Step 5: Backtest the Regime Strategy

Compare the regime-conditional strategy against buy-and-hold with proper backtesting metrics.

from wraquant.backtest import performance_summary, generate_tearsheet
from wraquant.risk import max_drawdown, sharpe_ratio

regime_returns = portfolio['strategy_returns']
benchmark_returns = daily_returns

# Side-by-side comparison
regime_perf = performance_summary(regime_returns)
bh_perf = performance_summary(benchmark_returns)
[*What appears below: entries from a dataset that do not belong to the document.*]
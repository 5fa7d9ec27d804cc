//! Bounded-concurrency recommendation fan-out
//!
//! One task per eligible sample, a semaphore bounding in-flight requests,
//! and a single merge by sample id after every task has finished. Tasks
//! share nothing mutable: each owns its request data and returns its
//! outcome. A failed task marks its own sample and nothing else.

use chrono::Utc;
use std::collections::HashMap;
use std::sync::Arc;
use tokio::sync::Semaphore;
use tracing::{info, warn};

use super::client::{RecommendError, RecommendationRequest, Recommender};
use crate::types::ClassifiedSample;

type TaskOutcome = Result<(String, chrono::DateTime<Utc>), RecommendError>;

/// Generate recommendations for every eligible sample in the batch.
///
/// Eligible: status ≠ Normal AND at least one breach. Everything else
/// passes through untouched. Returns only after every dispatched task has
/// either produced text or failed — no partial batches.
pub async fn generate_all(
    mut classified: Vec<ClassifiedSample>,
    recommender: Arc<dyn Recommender>,
    max_workers: usize,
) -> Vec<ClassifiedSample> {
    let eligible: Vec<RecommendationRequest> = classified
        .iter()
        .filter(|c| c.needs_recommendation())
        .map(|c| RecommendationRequest {
            sample_number: c.sample.sample_number.clone(),
            component: c.sample.component_name.clone(),
            machine: c.sample.machine_name.clone(),
            machine_model: c.sample.machine_model.clone(),
            breaches: c.breaches.clone(),
        })
        .collect();

    if eligible.is_empty() {
        info!("No samples need recommendations");
        return classified;
    }

    info!(
        tasks = eligible.len(),
        workers = max_workers.max(1),
        "Dispatching recommendation generation"
    );

    let semaphore = Arc::new(Semaphore::new(max_workers.max(1)));
    let mut handles = Vec::with_capacity(eligible.len());

    for request in eligible {
        let sem = semaphore.clone();
        let recommender = recommender.clone();
        handles.push(tokio::spawn(async move {
            let _permit = sem.acquire().await;
            let outcome = recommender
                .generate(&request)
                .await
                .map(|text| (text, Utc::now()));
            (request.sample_number, outcome)
        }));
    }

    // Full fan-in: every task either produced a result or failed before the
    // batch is merged.
    let mut outcomes: HashMap<String, TaskOutcome> = HashMap::new();
    for handle in handles {
        match handle.await {
            Ok((sample_number, outcome)) => {
                outcomes.insert(sample_number, outcome);
            }
            Err(e) => {
                // A panicked/cancelled task has no sample id to attach the
                // failure to; its sample keeps empty recommendation fields.
                warn!(error = %e, "Recommendation task aborted");
            }
        }
    }

    let mut generated = 0usize;
    let mut failed = 0usize;

    for sample in &mut classified {
        match outcomes.remove(&sample.sample.sample_number) {
            Some(Ok((text, generated_at))) => {
                sample.recommendation = Some(text);
                sample.recommendation_at = Some(generated_at);
                generated += 1;
            }
            Some(Err(e)) => {
                warn!(
                    sample = %sample.sample.sample_number,
                    error = %e,
                    "Recommendation failed"
                );
                sample.recommendation_error = Some(e.to_string());
                failed += 1;
            }
            // Not dispatched (Normal / no breaches) or task aborted.
            None => {}
        }
    }

    info!(generated, failed, "Recommendation fan-out complete");
    classified
}

#[cfg(test)]
mod tests {
    use super::*;
    use crate::types::{BreachRecord, BreachTier, ReportStatus, Sample};
    use async_trait::async_trait;
    use chrono::NaiveDate;
    use std::collections::HashMap;
    use std::sync::atomic::{AtomicUsize, Ordering};

    /// Fake collaborator: counts calls, fails on request, tracks the peak
    /// number of concurrent in-flight requests.
    struct FakeRecommender {
        calls: AtomicUsize,
        in_flight: AtomicUsize,
        peak_in_flight: AtomicUsize,
        fail_for: Option<String>,
    }

    impl FakeRecommender {
        fn new(fail_for: Option<&str>) -> Self {
            Self {
                calls: AtomicUsize::new(0),
                in_flight: AtomicUsize::new(0),
                peak_in_flight: AtomicUsize::new(0),
                fail_for: fail_for.map(String::from),
            }
        }
    }

    #[async_trait]
    impl Recommender for FakeRecommender {
        async fn generate(
            &self,
            request: &RecommendationRequest,
        ) -> Result<String, RecommendError> {
            self.calls.fetch_add(1, Ordering::SeqCst);
            let now = self.in_flight.fetch_add(1, Ordering::SeqCst) + 1;
            self.peak_in_flight.fetch_max(now, Ordering::SeqCst);
            tokio::time::sleep(std::time::Duration::from_millis(10)).await;
            self.in_flight.fetch_sub(1, Ordering::SeqCst);

            if self.fail_for.as_deref() == Some(request.sample_number.as_str()) {
                return Err(RecommendError::MalformedResponse("boom".to_string()));
            }
            Ok(format!("Recomendación para {}", request.sample_number))
        }
    }

    fn classified(n: &str, status: ReportStatus, with_breach: bool) -> ClassifiedSample {
        let breaches = if with_breach {
            vec![BreachRecord {
                essay: "hierro".to_string(),
                value: 45.0,
                tier: BreachTier::Condenatorio,
                limit: 40.0,
                points: 3,
            }]
        } else {
            Vec::new()
        };
        ClassifiedSample {
            sample: Sample {
                sample_number: n.to_string(),
                unit_id: "U-1".to_string(),
                machine_name: "Camion".to_string(),
                machine_model: None,
                component_name: "Motor".to_string(),
                sample_date: NaiveDate::from_ymd_opt(2024, 3, 1).unwrap(),
                client: "CDA".to_string(),
                essays: HashMap::new(),
            },
            breach_count: breaches.len(),
            severity_score: breaches.iter().map(|b| b.points).sum(),
            status,
            breaches,
            recommendation: None,
            recommendation_at: None,
            recommendation_error: None,
        }
    }

    #[tokio::test]
    async fn test_only_non_normal_with_breaches_dispatched() {
        let recommender = Arc::new(FakeRecommender::new(None));
        let batch = vec![
            classified("S-1", ReportStatus::Normal, false),
            classified("S-2", ReportStatus::Alerta, true),
            classified("S-3", ReportStatus::Anormal, true),
            // Non-Normal but zero breaches: passes through untouched.
            classified("S-4", ReportStatus::Alerta, false),
        ];

        let out = generate_all(batch, recommender.clone(), 4).await;

        assert_eq!(recommender.calls.load(Ordering::SeqCst), 2);
        assert!(out[0].recommendation.is_none());
        assert!(out[1].recommendation.is_some());
        assert!(out[1].recommendation_at.is_some());
        assert!(out[2].recommendation.is_some());
        assert!(out[3].recommendation.is_none());
    }

    #[tokio::test]
    async fn test_one_failure_does_not_block_siblings() {
        let recommender = Arc::new(FakeRecommender::new(Some("S-2")));
        let batch = vec![
            classified("S-1", ReportStatus::Alerta, true),
            classified("S-2", ReportStatus::Anormal, true),
            classified("S-3", ReportStatus::Alerta, true),
        ];

        let out = generate_all(batch, recommender, 4).await;

        assert!(out[0].recommendation.is_some());
        assert!(out[1].recommendation.is_none());
        assert!(out[1].recommendation_error.is_some());
        assert!(out[2].recommendation.is_some());
    }

    #[tokio::test]
    async fn test_concurrency_is_bounded() {
        let recommender = Arc::new(FakeRecommender::new(None));
        let batch: Vec<ClassifiedSample> = (0..12)
            .map(|i| classified(&format!("S-{i}"), ReportStatus::Alerta, true))
            .collect();

        let out = generate_all(batch, recommender.clone(), 3).await;

        assert_eq!(out.iter().filter(|c| c.recommendation.is_some()).count(), 12);
        assert!(recommender.peak_in_flight.load(Ordering::SeqCst) <= 3);
    }

    #[tokio::test]
    async fn test_merge_is_by_sample_id_not_order() {
        let recommender = Arc::new(FakeRecommender::new(None));
        let batch = vec![
            classified("S-9", ReportStatus::Alerta, true),
            classified("S-1", ReportStatus::Normal, false),
            classified("S-5", ReportStatus::Anormal, true),
        ];
        let out = generate_all(batch, recommender, 2).await;
        assert_eq!(
            out[0].recommendation.as_deref(),
            Some("Recomendación para S-9")
        );
        assert!(out[1].recommendation.is_none());
        assert_eq!(
            out[2].recommendation.as_deref(),
            Some("Recomendación para S-5")
        );
    }
}
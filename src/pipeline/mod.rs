//! Pipeline Orchestrator — per-client processing sequence
//!
//! ```text
//! STEP 1: Load harmonized samples (JSONL) + resolve essay schema
//! STEP 2: Resolve thresholds (recompute + merge into store, or load)
//! STEP 3: Classify every sample (essay + report tier)
//! STEP 4: Recommendation fan-out (non-Normal samples only)
//! STEP 5: Aggregate machine statuses
//! STEP 6: Export classified reports, machine statuses, summaries
//! ```
//!
//! Clients run sequentially and independently: a failure anywhere in one
//! client's run is captured in that client's outcome and the next client
//! starts untouched. Threshold recomputation sees only the running
//! client's samples — populations never mix across clients.

use std::collections::BTreeMap;
use std::sync::Arc;
use thiserror::Error;
use tracing::{error, info, warn};

use crate::aggregate;
use crate::classify;
use crate::config::PipelineConfig;
use crate::data::{self, EssaySchema, ExportError, LoadError};
use crate::limits::{self, StoreError, ThresholdStore};
use crate::recommend::{self, Recommender};
use crate::types::ReportStatus;

/// Errors that end one client's run. Never escapes past the client
/// boundary — [`Orchestrator::run`] converts them into [`ClientOutcome`]s.
#[derive(Debug, Error)]
pub enum PipelineError {
    #[error("No clients configured")]
    NoClients,

    #[error("No samples for client {0} in {1}")]
    EmptyInput(String, String),

    #[error(transparent)]
    Load(#[from] LoadError),

    #[error(transparent)]
    Store(#[from] StoreError),

    #[error(transparent)]
    Export(#[from] ExportError),
}

/// Per-run options resolved from the CLI.
#[derive(Debug, Clone, Default)]
pub struct RunOptions {
    /// Recompute this run's thresholds instead of loading the stored ones
    pub recalculate_limits: bool,
    /// Skip recommendation generation entirely
    pub skip_recommendations: bool,
}

/// Success summary for one client.
#[derive(Debug, Clone)]
pub struct ClientSummary {
    pub client: String,
    pub samples: usize,
    pub thresholds: usize,
    pub machines: usize,
    /// Report-status distribution, e.g. {Normal: 120, Alerta: 7, Anormal: 2}
    pub status_counts: BTreeMap<ReportStatus, usize>,
    pub recommendations_generated: usize,
    pub recommendation_failures: usize,
}

/// Terminal outcome of one client's run.
#[derive(Debug)]
pub enum ClientOutcome {
    Success(ClientSummary),
    Failure { client: String, error: String },
}

/// Sequences the per-client pipeline. Configuration and the recommendation
/// collaborator are injected at construction; the orchestrator owns no
/// other state.
pub struct Orchestrator {
    config: PipelineConfig,
    recommender: Option<Arc<dyn Recommender>>,
}

impl Orchestrator {
    pub fn new(config: PipelineConfig, recommender: Option<Arc<dyn Recommender>>) -> Self {
        Self {
            config,
            recommender,
        }
    }

    /// Run the pipeline for every configured client.
    ///
    /// Returns one outcome per client; the only error is an empty client
    /// list.
    pub async fn run(&self, options: &RunOptions) -> Result<Vec<ClientOutcome>, PipelineError> {
        let clients = &self.config.clients.names;
        if clients.is_empty() {
            return Err(PipelineError::NoClients);
        }

        let mut outcomes = Vec::with_capacity(clients.len());
        for client in clients {
            info!(client = %client, "===== Starting pipeline =====");
            match self.run_client(client, options).await {
                Ok(summary) => {
                    info!(
                        client = %client,
                        samples = summary.samples,
                        machines = summary.machines,
                        "Pipeline complete"
                    );
                    outcomes.push(ClientOutcome::Success(summary));
                }
                Err(e) => {
                    error!(client = %client, error = %e, "Pipeline failed");
                    outcomes.push(ClientOutcome::Failure {
                        client: client.clone(),
                        error: e.to_string(),
                    });
                }
            }
        }
        Ok(outcomes)
    }

    /// Run the six-step sequence for one client.
    async fn run_client(
        &self,
        client: &str,
        options: &RunOptions,
    ) -> Result<ClientSummary, PipelineError> {
        let client_upper = client.to_uppercase();
        let paths = &self.config.paths;

        // STEP 1: Load samples and resolve the essay schema.
        let input_path = paths.input_path(&client_upper);
        let all_samples = data::load_samples(&input_path)?;

        // Isolation: everything downstream sees this client's samples only,
        // even if the input file carries stray rows from another client.
        let samples: Vec<_> = all_samples
            .into_iter()
            .filter(|s| s.client.eq_ignore_ascii_case(&client_upper))
            .collect();

        if samples.is_empty() {
            return Err(PipelineError::EmptyInput(
                client_upper,
                input_path.display().to_string(),
            ));
        }

        let schema = EssaySchema::discover(&samples);
        info!(
            client = %client_upper,
            samples = samples.len(),
            essays = schema.len(),
            "STEP 1: samples loaded"
        );

        // STEP 2: Resolve thresholds.
        let store_path = paths.threshold_store_path();
        let client_limits = if options.recalculate_limits {
            info!(client = %client_upper, "STEP 2: recomputing Stewart limits");
            let computed =
                limits::compute_client_limits(&samples, &schema.essays, &self.config.limits);

            let mut store = ThresholdStore::load_or_default(&store_path);
            store.replace_client(&client_upper, computed.clone());
            store.save_to_file(&store_path)?;
            computed
        } else {
            info!(client = %client_upper, path = %store_path.display(), "STEP 2: loading Stewart limits");
            let store = ThresholdStore::load_or_default(&store_path);
            let loaded = store.client_limits(&client_upper);
            if loaded.is_empty() {
                warn!(client = %client_upper, "No stored limits for client; all samples will classify Normal");
            }
            loaded
        };

        // STEP 3: Classify every sample.
        let classified: Vec<_> = samples
            .iter()
            .map(|s| {
                classify::classify_sample(s, &client_limits, &schema.essays, &self.config.classification)
            })
            .collect();
        info!(
            client = %client_upper,
            reports = classified.len(),
            "STEP 3: classification complete"
        );

        // STEP 4: Recommendation fan-out.
        let classified = match (&self.recommender, options.skip_recommendations) {
            (Some(recommender), false) => {
                info!(client = %client_upper, "STEP 4: generating recommendations");
                recommend::generate_all(
                    classified,
                    recommender.clone(),
                    self.config.recommend.max_workers,
                )
                .await
            }
            _ => {
                info!(client = %client_upper, "STEP 4: recommendation generation skipped");
                classified
            }
        };

        let recommendations_generated = classified
            .iter()
            .filter(|c| c.recommendation.is_some())
            .count();
        let recommendation_failures = classified
            .iter()
            .filter(|c| c.recommendation_error.is_some())
            .count();

        // STEP 5: Aggregate machine statuses.
        let machines = aggregate::machine_statuses(&classified, &self.config.classification);
        let summaries = aggregate::component_summaries(&classified);
        let priority = aggregate::priority_table(&machines, 10);
        info!(client = %client_upper, machines = machines.len(), "STEP 5: aggregation complete");

        // STEP 6: Export.
        let export_dir = paths.export_dir(&client_upper);
        data::export_classified(&export_dir.join("classified.jsonl"), &classified)?;
        data::export_machine_status(&export_dir.join("machine_status.json"), &machines)?;
        data::export_component_summary(&export_dir.join("component_summary.json"), &summaries)?;
        data::export_priority_table(&export_dir.join("priority_table.json"), &priority)?;
        info!(client = %client_upper, dir = %export_dir.display(), "STEP 6: exports written");

        let mut status_counts = BTreeMap::new();
        for report in &classified {
            *status_counts.entry(report.status).or_insert(0) += 1;
        }

        Ok(ClientSummary {
            client: client_upper,
            samples: classified.len(),
            thresholds: client_limits.len(),
            machines: machines.len(),
            status_counts,
            recommendations_generated,
            recommendation_failures,
        })
    }
}
//! oilsense - Lubricant-Analysis Operational Intelligence
//!
//! Batch pipeline: harmonized oil samples in, classified reports, machine
//! health statuses, and AI maintenance recommendations out.
//!
//! # Usage
//!
//! ```bash
//! # Classify with stored thresholds, no recommendations
//! oilsense --no-ai
//!
//! # Recompute thresholds for all configured clients and generate
//! # recommendations (needs OPENAI_API_KEY)
//! oilsense --recalculate-limits
//!
//! # One client only, custom worker count
//! oilsense --client CDA --workers 8
//! ```
//!
//! # Environment Variables
//!
//! - `OILSENSE_CONFIG`: Path to a TOML config file (default: ./oilsense.toml)
//! - `OPENAI_API_KEY`: Key for the recommendation service
//! - `RUST_LOG`: Logging level (default: info)

use anyhow::{Context, Result};
use clap::Parser;
use std::sync::Arc;
use tracing::{info, warn};

use oilsense::pipeline::{ClientOutcome, Orchestrator, RunOptions};
use oilsense::recommend::{ChatClient, Recommender};
use oilsense::PipelineConfig;

// ============================================================================
// CLI Arguments
// ============================================================================

#[derive(Parser, Debug)]
#[command(name = "oilsense")]
#[command(about = "Lubricant-analysis operational intelligence pipeline")]
#[command(version)]
struct CliArgs {
    /// Path to a TOML config file (overrides OILSENSE_CONFIG)
    #[arg(long)]
    config: Option<String>,

    /// Recompute Stewart limits from this run's samples instead of loading
    /// the stored ones
    #[arg(long)]
    recalculate_limits: bool,

    /// Skip AI recommendation generation
    #[arg(long)]
    no_ai: bool,

    /// Process only these clients (repeatable; default: all configured)
    #[arg(long = "client")]
    clients: Vec<String>,

    /// Override the recommendation worker-pool size
    #[arg(long)]
    workers: Option<usize>,
}

#[tokio::main]
async fn main() -> Result<()> {
    tracing_subscriber::fmt()
        .with_env_filter(
            tracing_subscriber::EnvFilter::try_from_default_env()
                .unwrap_or_else(|_| tracing_subscriber::EnvFilter::new("info")),
        )
        .init();

    let args = CliArgs::parse();

    let mut config = match &args.config {
        Some(path) => PipelineConfig::load_from_file(std::path::Path::new(path))
            .with_context(|| format!("loading config from {path}"))?,
        None => PipelineConfig::load(),
    };

    if !args.clients.is_empty() {
        config.clients.names = args.clients.clone();
    }
    if let Some(workers) = args.workers {
        config.recommend.max_workers = workers;
    }
    config.validate().context("invalid configuration")?;

    // The recommendation collaborator is optional: without a key the
    // pipeline still classifies and aggregates.
    let recommender: Option<Arc<dyn Recommender>> = if args.no_ai {
        None
    } else {
        match ChatClient::from_config(&config.recommend) {
            Ok(client) => Some(Arc::new(client)),
            Err(e) => {
                warn!(error = %e, "Recommendation service unavailable, continuing without AI");
                None
            }
        }
    };

    let options = RunOptions {
        recalculate_limits: args.recalculate_limits,
        skip_recommendations: args.no_ai || recommender.is_none(),
    };

    let orchestrator = Orchestrator::new(config, recommender);
    let outcomes = orchestrator
        .run(&options)
        .await
        .context("pipeline invocation")?;

    // Final per-client summary.
    info!("===== Pipeline execution summary =====");
    let mut failures = 0usize;
    for outcome in &outcomes {
        match outcome {
            ClientOutcome::Success(s) => {
                let distribution: Vec<String> = s
                    .status_counts
                    .iter()
                    .map(|(status, count)| format!("{status}={count}"))
                    .collect();
                info!(
                    client = %s.client,
                    samples = s.samples,
                    machines = s.machines,
                    thresholds = s.thresholds,
                    recommendations = s.recommendations_generated,
                    recommendation_failures = s.recommendation_failures,
                    status = %distribution.join(" "),
                    "SUCCESS"
                );
            }
            ClientOutcome::Failure { client, error } => {
                failures += 1;
                warn!(client = %client, error = %error, "FAILED");
            }
        }
    }

    if failures == outcomes.len() {
        anyhow::bail!("all {} client runs failed", failures);
    }
    Ok(())
}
print(f"{'Metric':<25} {'Regime':>12} {'Buy&Hold':>12}")
print("-" * 50)
print(f"{'Sharpe Ratio':<25} {regime_perf['sharpe_ratio']:>12.4f} "
      f"{bh_perf['sharpe_ratio']:>12.4f}")
print(f"{'Max Drawdown':<25} {regime_perf['max_drawdown']:>12.4f} "
      f"{bh_perf['max_drawdown']:>12.4f}")
print(f"{'Annual Return':<25} {regime_perf['annual_return']:>12.4f} "
      f"{bh_perf['annual_return']:>12.4f}")
print(f"{'Annual Vol':<25} {regime_perf['annual_volatility']:>12.4f} "
      f"{bh_perf['annual_volatility']:>12.4f}")

# The regime strategy should show lower drawdowns and comparable or
# better risk-adjusted returns. It sacrifices some upside for
# significant downside protection.

Step 6: Alternative – Changepoint Detection

If you need real-time alerts for structural breaks rather than full regime classification, use Bayesian online changepoint detection.

from wraquant.regimes import online_changepoint

# Detect changepoints in the return series
cp = online_changepoint(daily_returns)
print(f"Detected {len(cp['changepoints'])} changepoints")

# Each changepoint has a date and run-length probability
for c in cp['changepoints'][:5]:
    print(f"  Date: {c['date']}, Probability: {c['probability']:.4f}")

# Changepoints mark the transitions between regimes.
# Use them to trigger portfolio rebalances.